Analysts believe that after the large-scale MLF operation before New Year's Eve, market liquidity is reasonably abundant, and medium and long-term interest rates have dropped significantly.

At the same time, the large-scale investment of fiscal deposits before the end of the year has kept the margin of funds loose since the beginning of this month.

  It is worth noting that the interest rate change of MLF is regarded as the indicator of LPR.

Since September 2019, the two have been keeping synchronized adjustments.

Due to the continued stability of MLF interest rates, many market participants believe that there is a high probability that the LPR quotations that will be released this month will remain "on hold."

Experts also generally believe that the central bank will not tighten monetary policy in the near future.

  Text/Reporter Cheng Jie

  Two types of deposit business are not allowed through non-self-operated platforms

  After major Internet platforms took the initiative to remove bank deposit products, the official regulatory documents on Internet deposits were finally released.

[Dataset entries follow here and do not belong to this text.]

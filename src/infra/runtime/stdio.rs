//! Newline-delimited JSON-RPC over a byte stream (stdin/stdout in
//! production, an in-memory duplex in tests).
//!
//! Each request is handled on its own task so a handler awaiting a remote
//! call never stalls the read loop; responses funnel through an mpsc channel
//! into a single writer task and may complete out of request order. Clients
//! correlate by id. When the peer goes away the writer drops and in-flight
//! responses are abandoned, not errored.

use tokio::io::{AsyncBufReadExt, AsyncRead, AsyncWrite, AsyncWriteExt, BufReader};
use tokio::sync::mpsc;

use crate::api::rpc::{self, AppState};
use crate::core::rpc::{parse_error, RpcResp, RpcReq};

pub async fn serve(state: AppState) -> anyhow::Result<()> {
    run_loop(tokio::io::stdin(), tokio::io::stdout(), state).await
}

pub async fn run_loop<R, W>(reader: R, writer: W, state: AppState) -> anyhow::Result<()>
where
    R: AsyncRead + Unpin,
    W: AsyncWrite + Unpin + Send + 'static,
{
    let (tx, rx) = mpsc::unbounded_channel::<RpcResp>();
    let writer_task = tokio::spawn(write_responses(writer, rx));

    let mut lines = BufReader::new(reader).lines();
    while let Some(line) = lines.next_line().await? {
        if line.trim().is_empty() {
            continue;
        }

        match serde_json::from_str::<RpcReq>(&line) {
            Ok(req) => {
                let state = state.clone();
                let tx = tx.clone();
                tokio::spawn(async move {
                    if let Some(resp) = rpc::handle(&state, req).await {
                        // A closed channel means the peer is gone; the
                        // response is abandoned by design of the protocol.
                        let _ = tx.send(resp);
                    }
                });
            }
            Err(e) => {
                let _ = tx.send(parse_error(format!("parse error: {e}")));
            }
        }
    }

    // stdin closed: let pending responses drain, then stop the writer.
    drop(tx);
    writer_task.await??;
    Ok(())
}

async fn write_responses<W>(mut writer: W, mut rx: mpsc::UnboundedReceiver<RpcResp>) -> anyhow::Result<()>
where
    W: AsyncWrite + Unpin,
{
    while let Some(resp) = rx.recv().await {
        let mut frame = serde_json::to_vec(&resp)?;
        frame.push(b'\n');
        writer.write_all(&frame).await?;
        writer.flush().await?;
    }
    Ok(())
}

On January 15, the General Office of the China Banking and Insurance Regulatory Commission and the General Office of the People’s Bank of China issued the "Notice on Regulating Commercial Banks to Carry out Personal Deposit Business via the Internet", requiring commercial banks to conduct deposit business via the Internet in compliance with laws and regulations, and not to resort to Internet or other means to violate Or circumvent regulatory requirements; commercial banks are not allowed to carry out fixed deposits and fixed-activity deposits through non-self-operated online platforms.

  The person in charge of the relevant department stated that in recent years, in order to adapt to the development trend of Internet finance, commercial banks have successively sold personal deposit products through the Internet, and carried out useful explorations in broadening the channels for banks to acquire customers and improving service efficiency.

However, in the development process, some hidden risks have also been exposed, such as irregular product management and insufficient consumer protection.

  The "Notice" stipulates that commercial banks shall not conduct fixed deposit and fixed-activation deposit services through non-self-operated online platforms, including but not limited to non-self-operated online platforms that provide marketing promotion, product display, information transmission, purchase entrance, and interest subsidies And other services.

  The person in charge also pointed out that commercial banks cooperate with non-self-operated online platforms to provide convenience for the public to purchase services and consume by opening Type II accounts. This part of the business will not be affected and can be continued.